Sustainability, 2025, vol. 17, issue 15, 1-27

Abstract: The growing demand for low-emission maritime transport and efficient onboard energy management has intensified research into advanced control strategies for hybrid shipboard microgrids. These systems integrate both AC and DC power domains, incorporating renewable energy sources and battery storage to enhance fuel efficiency, reduce greenhouse gas emissions, and support operational flexibility. However, integrating renewable energy into shipboard microgrids introduces challenges, such as power fluctuations, varying line impedances, and disturbances caused by AC/DC load transitions, harmonics, and mismatches in demand and supply. These issues impact system stability and the seamless coordination of multiple distributed generators. To address these challenges, we proposed a hierarchical control strategy that supports sustainable operation by improving the voltage and frequency regulation under dynamic conditions, as demonstrated through both MATLAB/Simulink simulations and real-time hardware validation.

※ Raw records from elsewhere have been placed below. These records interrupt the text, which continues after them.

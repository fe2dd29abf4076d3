// Copyright 2025 Modalith (https://github.com/modalith)
//
// This program is free software: you can redistribute it and/or modify
// it under the terms of the GNU Affero General Public License as published by
// the Free Software Foundation, either version 3 of the License, or
// (at your option) any later version.
//
// This program is distributed in the hope that it will be useful,
// but WITHOUT ANY WARRANTY; without even the implied warranty of
// MERCHANTABILITY or FITNESS FOR A PARTICULAR PURPOSE. See the
// GNU Affero General Public License for more details.
//
// You should have received a copy of the GNU Affero General Public License
// along with this program. If not, see <https://www.gnu.org/licenses/>.

use chrono::{DateTime, Utc};
use serde::{Deserialize, Serialize};
use uuid::Uuid;

use crate::error::ModalithError;

/// External OCR service registration.
#[derive(Debug, Clone, PartialEq, Serialize, Deserialize)]
pub struct OcrConnector {
    pub id: String,
    pub name: String,
    pub url: String,
    pub auth_type: String,
    #[serde(default, skip_serializing_if = "Option::is_none")]
    pub auth_header: Option<String>,
    #[serde(default, skip_serializing_if = "Option::is_none")]
    pub token_env: Option<String>,
    pub enabled: bool,
    pub is_default: bool,
    #[serde(default, skip_serializing_if = "Option::is_none")]
    pub max_pages: Option<u32>,
    #[serde(default, skip_serializing_if = "Option::is_none")]
    pub timeout_s: Option<f64>,
    #[serde(default, skip_serializing_if = "Option::is_none")]
    pub notes: Option<String>,
    #[serde(default, skip_serializing_if = "Option::is_none")]
    pub org_id: Option<String>,
    #[serde(default, skip_serializing_if = "Option::is_none")]
    pub site_id: Option<String>,
    #[serde(default, skip_serializing_if = "Option::is_none")]
    pub stream_id: Option<String>,
    pub status: String,
    pub created_at: DateTime<Utc>,
    pub updated_at: DateTime<Utc>,
}

impl OcrConnector {
    pub fn new(name: impl Into<String>, url: impl Into<String>) -> Self {
        let now = Utc::now();
        Self {
            id: Uuid::new_v4().to_string(),
            name: name.into(),
            url: url.into(),
            auth_type: "none".to_string(),
            auth_header: None,
            token_env: None,
            enabled: true,
            is_default: false,
            max_pages: None,
            timeout_s: None,
            notes: None,
            org_id: None,
            site_id: None,
            stream_id: None,
            status: "active".to_string(),
            created_at: now,
            updated_at: now,
        }
    }

    /// Invariants checked before the connector is persisted.
    pub fn validate(&self) -> Result<(), ModalithError> {
        let scheme_ok = self.url.starts_with("http://") || self.url.starts_with("https://");
        if !scheme_ok {
            return Err(ModalithError::validation(format!(
                "OCR connector url must use http or https: {}",
                self.url
            )));
        }
        match self.auth_type.as_str() {
            "none" => Ok(()),
            "header" => {
                if self.auth_header.as_deref().unwrap_or("").is_empty() {
                    Err(ModalithError::validation(
                        "auth_type=header requires auth_header",
                    ))
                } else {
                    Ok(())
                }
            }
            "bearer" => {
                if self.token_env.as_deref().unwrap_or("").is_empty() {
                    Err(ModalithError::validation(
                        "auth_type=bearer requires token_env",
                    ))
                } else {
                    Ok(())
                }
            }
            other => Err(ModalithError::validation(format!(
                "Unsupported OCR auth_type: {other}"
            ))),
        }
    }
}

#[cfg(test)]
mod tests {
    use super::*;

    #[test]
    fn url_scheme_is_enforced() {
        let connector = OcrConnector::new("docs", "ftp://ocr.internal");
        assert!(connector.validate().is_err());
        let connector = OcrConnector::new("docs", "https://ocr.internal");
        assert!(connector.validate().is_ok());
    }

    #[test]
    fn auth_type_dependent_fields() {
        let mut connector = OcrConnector::new("docs", "https://ocr.internal");
        connector.auth_type = "header".into();
        assert!(connector.validate().is_err());
        connector.auth_header = Some("x-ocr-key".into());
        assert!(connector.validate().is_ok());

        connector.auth_type = "bearer".into();
        assert!(connector.validate().is_err());
        connector.token_env = Some("OCR_TOKEN".into());
        assert!(connector.validate().is_ok());

        connector.auth_type = "oauth".into();
        assert!(connector.validate().is_err());
    }
}
impl EdgeBuffer {
    pub fn open(
        base_dir: impl AsRef<Path>,
        max_bytes: u64,
        ttl_seconds: u64,
    ) -> Result<Self, EdgeBufferError> {
        Self::open_with_clock(base_dir, max_bytes, ttl_seconds, Arc::new(system_now_ms))
    }

    pub fn open_with_clock(
        base_dir: impl AsRef<Path>,
        max_bytes: u64,
        ttl_seconds: u64,
        clock: Clock,
    ) -> Result<Self, EdgeBufferError> {
        let base = base_dir.as_ref();
        let payload_dir = base.join("payloads");
        let meta_dir = base.join("meta");
        fs::create_dir_all(&payload_dir)?;
        fs::create_dir_all(&meta_dir)?;
        Ok(Self {
            payload_dir,
            meta_dir,
            max_bytes: AtomicU64::new(max_bytes),
            ttl_seconds: AtomicU64::new(ttl_seconds),
            clock,
        })
    }

    pub fn max_bytes(&self) -> u64 {
        self.max_bytes.load(Ordering::Relaxed)
    }

    pub fn ttl_seconds(&self) -> u64 {
        self.ttl_seconds.load(Ordering::Relaxed)
    }

    pub fn set_max_bytes(&self, value: u64) {
        self.max_bytes.store(value, Ordering::Relaxed);
    }

    pub fn set_ttl_seconds(&self, value: u64) {
        self.ttl_seconds.store(value, Ordering::Relaxed);
    }

    /// Spool one payload. Payload lands before metadata, so a crash between
    /// the two renames leaves an unindexed payload file at worst.
    pub fn add(
        &self,
        payload: &[u8],
        metadata: BTreeMap<String, Value>,
    ) -> Result<BufferItem, EdgeBufferError> {
        let item_id = Uuid::new_v4().to_string();
        let created_at_ms = (self.clock)();
        let payload_path = self.payload_dir.join(format!("{item_id}.bin"));
        let meta_path = self.meta_path(&item_id);

        atomic_write(&payload_path, payload)?;
        let item = BufferItem {
            item_id,
            created_at_ms,
            size_bytes: payload.len() as u64,
            payload_path,
            metadata,
        };
        atomic_write(&meta_path, &serde_json::to_vec(&item)?)?;
        debug!(
            item_id = %item.item_id,
            size_bytes = item.size_bytes,
            "edge buffer item spooled"
        );

        self.prune()?;
        Ok(item)
    }

    /// All items, created-at ascending. Drops broken records as it scans.
    pub fn list(&self) -> Result<Vec<BufferItem>, EdgeBufferError> {
        let mut items = Vec::new();
        for entry in fs::read_dir(&self.meta_dir)? {
            let entry = entry?;
            let path = entry.path();
            if path.extension().and_then(|e| e.to_str()) != Some("json") {
                continue;
            }
            let raw = match fs::read(&path) {
                Ok(raw) => raw,
                Err(err) => {
                    warn!(path = %path.display(), error = %err, "unreadable buffer metadata");
                    continue;
                }
            };
            let item: BufferItem = match serde_json::from_slice(&raw) {
                Ok(item) => item,
                Err(err) => {
                    warn!(path = %path.display(), error = %err, "dropping corrupt buffer metadata");
                    let _ = fs::remove_file(&path);
                    continue;
                }
            };
            if !item.payload_path.exists() {
                debug!(item_id = %item.item_id, "dropping metadata without payload");
                let _ = fs::remove_file(&path);
                continue;
            }
            items.push(item);
        }
        items.sort_by(|a, b| {
            a.created_at_ms
                .cmp(&b.created_at_ms)
                .then_with(|| a.item_id.cmp(&b.item_id))
        });
        Ok(items)
    }

    pub fn stats(&self) -> Result<BufferStats, EdgeBufferError> {
        let items = self.list()?;
        if items.is_empty() {
            return Ok(BufferStats {
                count: 0,
                total_bytes: 0,
                oldest_age_s: None,
                newest_age_s: None,
            });
        }
        let now = (self.clock)();
        let total_bytes = items.iter().map(|item| item.size_bytes).sum();
        let oldest = items.first().map(|i| i.created_at_ms).unwrap_or(now);
        let newest = items.last().map(|i| i.created_at_ms).unwrap_or(now);
        Ok(BufferStats {
            count: items.len(),
            total_bytes,
            oldest_age_s: Some(age_s(now, oldest)),
            newest_age_s: Some(age_s(now, newest)),
        })
    }

    /// Expire items past the TTL, then evict oldest-first until the byte cap
    /// holds.
    pub fn prune(&self) -> Result<(), EdgeBufferError> {
        let items = self.list()?;
        if items.is_empty() {
            return Ok(());
        }
        let now = (self.clock)();
        let ttl_ms = self.ttl_seconds().saturating_mul(1000);
        for item in &items {
            if now.saturating_sub(item.created_at_ms) > ttl_ms {
                self.remove_item(item);
            }
        }

        let items = self.list()?;
        let mut total: u64 = items.iter().map(|item| item.size_bytes).sum();
        let max_bytes = self.max_bytes();
        if total <= max_bytes {
            return Ok(());
        }
        for item in &items {
            self.remove_item(item);
            total = total.saturating_sub(item.size_bytes);
            if total <= max_bytes {
                break;
            }
        }
        Ok(())
    }

    /// Replay items oldest-first through `send`. A `true` return deletes the
    /// item and continues; `false` stops the pass.
    pub fn replay<F>(&self, mut send: F) -> Result<ReplayOutcome, EdgeBufferError>
    where
        F: FnMut(&BufferItem) -> bool,
    {
        let mut success = 0;
        let mut failed = 0;
        for item in self.list()? {
            if send(&item) {
                self.remove_item(&item);
                success += 1;
            } else {
                failed += 1;
                break;
            }
        }
        Ok(ReplayOutcome { success, failed })
    }

    fn meta_path(&self, item_id: &str) -> PathBuf {
        self.meta_dir.join(format!("{item_id}.json"))
    }

    fn remove_item(&self, item: &BufferItem) {
        if let Err(err) = fs::remove_file(&item.payload_path) {
            if err.kind() != std::io::ErrorKind::NotFound {
                warn!(item_id = %item.item_id, error = %err, "failed to remove buffer payload");
            }
        }
        let meta_path = self.meta_path(&item.item_id);
        if let Err(err) = fs::remove_file(&meta_path) {
            if err.kind() != std::io::ErrorKind::NotFound {
                warn!(item_id = %item.item_id, error = %err, "failed to remove buffer metadata");
            }
        }
    }
}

Simulation results show that the proposed controller reduces the frequency deviation by up to 25.5% and power variation improved by 20.1% compared with conventional PI-based secondary control during load transition scenarios. Hardware implementation on the NVIDIA Jetson Nano confirms real-time feasibility, maintaining power and frequency tracking errors below 5% under dynamic loading. A comparative analysis of the classical PI and sliding mode control-based designs is conducted under various grid conditions, such as cold ironing mode of the shipboard microgrid, and load variations, considering both the AC and DC loads. The system stability and control law formulation are verified through simulations in MATLAB/SIMULINK and practical implementation. The experimental results demonstrate that the proposed secondary control architecture enhances the system robustness and ensures sustainable operation, making it a viable solution for modern shipboard microgrids transitioning towards green energy.

Keywords: hybrid shipboard microgrid; jetson nano; renewable energy integration; robust hierarchical control; sliding mode control (search for similar items in EconPapers)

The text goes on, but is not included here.